My opinion after looking at a few examples is that event_counter
sounds useful but that it's really more of a crutch that enables
mediocre userspace code.  With event_counter, you can do roughly this:

struct rseq_state rseq = begin();

int cpu = rseq_getcpu();
Calculate some stuff.  Be very very careful to to chase pointers,
because it's easy to do in a very very fragile way as Mathieu's
example below does.

commit(&rseq, some pointer you found, some value to write, some
double-checks to check);

With a real database, this style of programming works well.  You
probably have a progress guarantee, and the database gives you the
semantics you want.  With rseq, you don't get any of this.  If the C
code is too slow or does something (an accidental interaction with
userfaultfd, perhaps?), then you lose forward progress.  You also can
be a bit slow in the C code, in which case you'll get more conflicts
detected than actually exist.

Without event_counter, you can use a different abstraction.  In your
percpu data, you have something like:

struct rseq_lock lock;
struct freelist_entry *head;

Then you can do:

int cpu = rseq_getcpu();
struct my_data *data = ... cpu ...;
struct rseq_state rseq = rseq_acquire(data->lock);

Calculate some stuff, being careful not to touch anything that isn't
protected by the rseq_lock you're using.

commit(&rseq, cpu, some pointer you found, some value to write, some
double-checks to check);

This variant is indeed a tiny bit slower *if you measure time by
number if instructions* -- there are some very clever optimizations
that save some instructions in the event_counter variant.  But, in the
cases where you actually have C code in here, I suspect that the
difference won't matter in real code.  And the counter-less variant
can have arbitrarily slow C code or even syscalls without being
spuriously aborted until the very short asm commit sequence starts.
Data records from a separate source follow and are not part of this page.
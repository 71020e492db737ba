use anyhow::Context as _;
use clap::Parser as _;
use shopbridge_backend::config::{BackendArgs, LogFormat};
use tokio::net::TcpListener;
use tracing::info;
use tracing_subscriber::EnvFilter;

#[tokio::main]
async fn main() -> anyhow::Result<()> {
    let args = BackendArgs::parse();
    init_tracing(&args.log_level, args.log_format);

    let listener = TcpListener::bind(args.bind)
        .await
        .with_context(|| format!("bind {}", args.bind))?;
    info!(addr = %args.bind, "backend listening");

    shopbridge_backend::serve(listener, shutdown_signal())
        .await
        .context("serve backend")?;

    info!("backend stopped");
    Ok(())
}

fn init_tracing(level: &str, format: LogFormat) {
    let filter = EnvFilter::try_from_default_env().unwrap_or_else(|_| EnvFilter::new(level));
    let builder = tracing_subscriber::fmt().with_env_filter(filter);
    match format {
        LogFormat::Text => builder.init(),
        LogFormat::Json => builder.json().init(),
    }
}

async fn shutdown_signal() {
    let ctrl_c = async {
        let _ = tokio::signal::ctrl_c().await;
    };

    #[cfg(unix)]
    let terminate = async {
        match tokio::signal::unix::signal(tokio::signal::unix::SignalKind::terminate()) {
            Ok(mut sig) => {
                sig.recv().await;
            }
            Err(_) => std::future::pending::<()>().await,
        }
    };

    #[cfg(not(unix))]
    let terminate = std::future::pending::<()>();

    tokio::select! {
        () = ctrl_c => {},
        () = terminate => {},
    }
}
BUT, I think that the event_counter-free version is likely to be
faster in real code if the library is done well.  The version with
event_counter has to load the event_counter from the rseq cacheline
right at the beginning, and that value is used, so unless the CPU is
really quite aggressive avoid speculating through a branch that hasn't
gotten its dependencies into cache yet, you're likely to stall a bit
if the per-thread rseq cacheline isn't in L1.

The variant without event_counter can avoid this problem as long as
the architecture gives a cheap way to find the CPU number.  On x86,
this way is RDPID on upcoming CPUs and is MOV %fs:__percpu_cpu_nr on
any CPU as long as the kernel supports per-cpu FSBASE.  (That's a
feature that isn't terribly hard to add and would IMO be quite nifty.)
 If this is done, then you still have to do:

__this_thread_rseq->rseq_cs = &the_rseq_cs_here;

but that's a *store* to the rseq cacheline.  It'll go in the store
buffer and, in the fast case, nothing ever depends on it.  Hence it's
unlikely to stall.  Of course, there's still a load from the
rseq_lock, but that shares a cacheline with the data that it protects,
so it's basically free.

IOW, I think that adding event_counter encourages user code that has a
weaker progress guarantee, is slower in a very highly optimized
implementation, and allows users to think less about they're doing to
their own detriment, for the gain of saving a couple of instructions.
I could be wrong, but I think it would be nice to see evidence that
I'm wrong before event_counter becomes enshrined in the ABI.  Also, I
suspect that neat tools like rr will have a much easier time dealing
with rseq if event_counter isn't involved.

>
> RDPID is interesting, but it seems like given the current ABI (which
> requires setting the current restartable range) you'd still need some sort
> of TLS value. Have any benchmarks of RDPID perf vs TLS?

That's the wrong comparison.  For a good userspace implementation
(which is very awkward without libc's help), storing to the rseq
pointer is:

leaq the_rseq_cs(%rip), %rax
movq %rax, %gs:__tls_rseq + offsetof(struct rseq, rseq_cs)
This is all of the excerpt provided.